Казалось, все кругом вымерло. Вернувшись, Джон стал подниматься по лестнице. На стенах висели большие выцветшие от времени ландкарты, планы старинных имперских городов с крепостными сооружениями и великолепными аллегорическими фигурами по углам. Среди многочисленных дубовых дверей одна была неплотно закрыта. Бесцеремонный пришелец приоткрыл ее и увидал лежащую на кушетке довольно красивую женщину, которая, уронив на пол вязанье, мирно спала, хотя было десять часов утра. Так как кушетка находилась в глубине большой комнаты, Джон с бьющимся сердцем поднес палку к глазам и стал рассматривать представившееся ему видение в свой перламутровый бинокль. Шелковое платье и округлые формы спящей еще усилили впечатление заколдованного замка, которое произвел на него этот дом. Он выскользнул из комнаты и, сгорая от любопытства, стал осторожно и бесшумно подниматься вверх.

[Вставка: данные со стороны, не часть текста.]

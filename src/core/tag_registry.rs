/*
 * This module owns the set of user-defined tags. Tags are kept sorted and unique (exact,
 * case-sensitive match), persisted as a flat JSON array, and every successful mutation is
 * written through immediately and then broadcast as a `TagEvent`.
 *
 * The registry knows nothing about the library. The library store subscribes to the
 * registry's events to cascade renames and removals into stored records.
 */
use crate::core::events::{SubscriptionId, Subscribers, TagEvent};
use crate::core::persistence::FileStoreOperations;
use std::path::{Path, PathBuf};
use std::sync::Arc;

// Seeded on first run when no tag file exists yet.
pub const DEFAULT_TAGS: [&str; 8] = [
    "Action",
    "Adventure",
    "RPG",
    "Simulation",
    "Strategy",
    "Sports",
    "FPS",
    "Puzzle",
];

#[derive(Debug, Clone, Copy, PartialEq, Eq)]
pub enum TagOutcome {
    Applied,
    AlreadyExists,
    NotFound,
    InvalidName,
}

impl TagOutcome {
    pub fn is_applied(self) -> bool {
        self == TagOutcome::Applied
    }
}

pub struct TagRegistry {
    storage: Arc<dyn FileStoreOperations>,
    tags_file: PathBuf,
    tags: Vec<String>,
    subscribers: Subscribers<TagEvent>,
}

impl TagRegistry {
    /*
     * Loads the registry from `tags_file`.
     * A missing file seeds `DEFAULT_TAGS` and persists them right away. A file that cannot be
     * read or parsed leaves the registry empty and untouched on disk; non-string elements are
     * skipped and duplicates collapse.
     */
    pub fn load(storage: Arc<dyn FileStoreOperations>, tags_file: PathBuf) -> Self {
        let mut registry = TagRegistry {
            storage,
            tags_file,
            tags: Vec::new(),
            subscribers: Subscribers::new(),
        };

        match registry.storage.read_text(&registry.tags_file) {
            Ok(None) => {
                log::info!(
                    "TagRegistry: No tag file at {:?}; seeding default tags.",
                    registry.tags_file
                );
                registry.tags = DEFAULT_TAGS.iter().map(|t| t.to_string()).collect();
                registry.normalize();
                registry.save();
            }
            Ok(Some(contents)) => match serde_json::from_str::<serde_json::Value>(&contents) {
                Ok(serde_json::Value::Array(values)) => {
                    registry.tags = values
                        .iter()
                        .filter_map(|v| v.as_str().map(str::to_string))
                        .collect();
                    registry.normalize();
                    log::debug!(
                        "TagRegistry: Loaded {} tags from {:?}.",
                        registry.tags.len(),
                        registry.tags_file
                    );
                }
                Ok(_) => {
                    log::warn!(
                        "TagRegistry: {:?} does not contain a JSON array; starting with no tags.",
                        registry.tags_file
                    );
                }
                Err(e) => {
                    log::warn!(
                        "TagRegistry: Failed to parse {:?}: {e}. Starting with no tags.",
                        registry.tags_file
                    );
                }
            },
            Err(e) => {
                log::error!(
                    "TagRegistry: Failed to read {:?}: {e}. Starting with no tags.",
                    registry.tags_file
                );
            }
        }
        registry
    }

    pub fn tags_file(&self) -> &Path {
        &self.tags_file
    }

    // Sorted copy of the current tags.
    pub fn get_tags(&self) -> Vec<String> {
        self.tags.clone()
    }

    pub fn contains(&self, tag: &str) -> bool {
        self.tags.binary_search_by(|t| t.as_str().cmp(tag)).is_ok()
    }

    pub fn len(&self) -> usize {
        self.tags.len()
    }

    pub fn is_empty(&self) -> bool {
        self.tags.is_empty()
    }

    pub fn subscribe(&mut self, callback: impl FnMut(&TagEvent) + 'static) -> SubscriptionId {
        self.subscribers.subscribe(callback)
    }

    pub fn unsubscribe(&mut self, id: SubscriptionId) -> bool {
        self.subscribers.unsubscribe(id)
    }

    pub fn add_tag(&mut self, name: &str) -> TagOutcome {
        if name.is_empty() {
            return TagOutcome::InvalidName;
        }
        if self.contains(name) {
            log::debug!("TagRegistry: Tag '{name}' already exists; add ignored.");
            return TagOutcome::AlreadyExists;
        }
        self.tags.push(name.to_string());
        self.normalize();
        self.save();
        log::info!("TagRegistry: Added tag '{name}'.");
        self.subscribers.emit(&TagEvent::Added(name.to_string()));
        TagOutcome::Applied
    }

    pub fn remove_tag(&mut self, name: &str) -> TagOutcome {
        let Some(index) = self.tags.iter().position(|t| t == name) else {
            log::debug!("TagRegistry: Tag '{name}' not found; remove ignored.");
            return TagOutcome::NotFound;
        };
        self.tags.remove(index);
        self.save();
        log::info!("TagRegistry: Removed tag '{name}'.");
        self.subscribers.emit(&TagEvent::Removed(name.to_string()));
        TagOutcome::Applied
    }

    /*
     * Renames `old` to `new`. Nothing changes (and nothing is broadcast) when `old` is absent or
     * `new` is already taken, which also covers renaming a tag to itself.
     */
    pub fn rename_tag(&mut self, old: &str, new: &str) -> TagOutcome {
        if new.is_empty() {
            return TagOutcome::InvalidName;
        }
        let Some(index) = self.tags.iter().position(|t| t == old) else {
            log::debug!("TagRegistry: Tag '{old}' not found; rename ignored.");
            return TagOutcome::NotFound;
        };
        if self.contains(new) {
            log::debug!("TagRegistry: Tag '{new}' already exists; rename of '{old}' ignored.");
            return TagOutcome::AlreadyExists;
        }
        self.tags[index] = new.to_string();
        self.normalize();
        self.save();
        log::info!("TagRegistry: Renamed tag '{old}' to '{new}'.");
        self.subscribers.emit(&TagEvent::Renamed {
            old: old.to_string(),
            new: new.to_string(),
        });
        TagOutcome::Applied
    }

    fn normalize(&mut self) {
        self.tags.sort();
        self.tags.dedup();
    }

    fn save(&self) {
        let contents = match serde_json::to_string_pretty(&self.tags) {
            Ok(contents) => contents,
            Err(e) => {
                log::error!("TagRegistry: Failed to serialize tags: {e}");
                return;
            }
        };
        if let Err(e) = self.storage.write_text(&self.tags_file, &contents) {
            log::error!("TagRegistry: Failed to save tags to {:?}: {e}", self.tags_file);
        }
    }
}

Наверху вестибюль переходил в настоящую оружейную палату, увешанную снаряжением и оружием всех столетий. Заржавленные кольчуги, железные шлемы, парадные кирасы эпохи кос и мушек, боевые мечи, золоченые запальники — все это было развешано вперемежку. В углу стояли изящные маленькие пушки, позеленевшие от времени. Словом, это был вестибюль знатного вельможи, и душу господина Джона охватил торжественный трепет.
Внезапно раздался совсем близко чей-то крик. Казалось, будто кричал больной ребенок, и так как он не умолкал, Джон воспользовался случаем и пошел на голос туда, где, очевидно, были люди.
Открыв первую дверь, он вошел в большую галерею, сверху донизу увешанную фамильными портретами. Паркет был сложен из шестиугольных разноцветных плит. Вверху, на лепном потолке, казалось, почти свободно парили гипсовые фигуры людей и животных в натуральную величину, гирлянды плодов и гербы. Перед каминным зеркалом, высотой примерно в десять футов, стоял крохотный, седой как лунь старичок, не тяжелее козленка, в халате из ярко-красного бархата, с намыленным лицом. Он нетерпеливо топал ногами и плаксивым голосом кричал:
— Я не могу так бриться, я не могу так бриться, лезвие притупилось! И никто не приходит мне на помощь! Ой, ой, ой!
Увидев в зеркале незнакомого человека, он замолчал, обернулся и, с бритвой в руке, испуганно и удивленно уставился на господина Джона, который, сняв шляпу, подходил к нему с низкими поклонами. Отложив шляпу в сторону, он с улыбкой взял из рук старика бритву и попробовал ее лезвие, проведя им несколько раз по сапогу, потом по сжатому кулаку, взял мыло, взбил густую пену, словом меньше чем в три минуты выбрил старика на славу.
— Простите, милостивый государь, — сказал Кабюс, — за смелость, которую я взял на себя. Но, видя вас в таком затруднении, я почел это за лучший способ вам представиться, если я действительно имею честь стоять перед господином Адамом Литумлеем.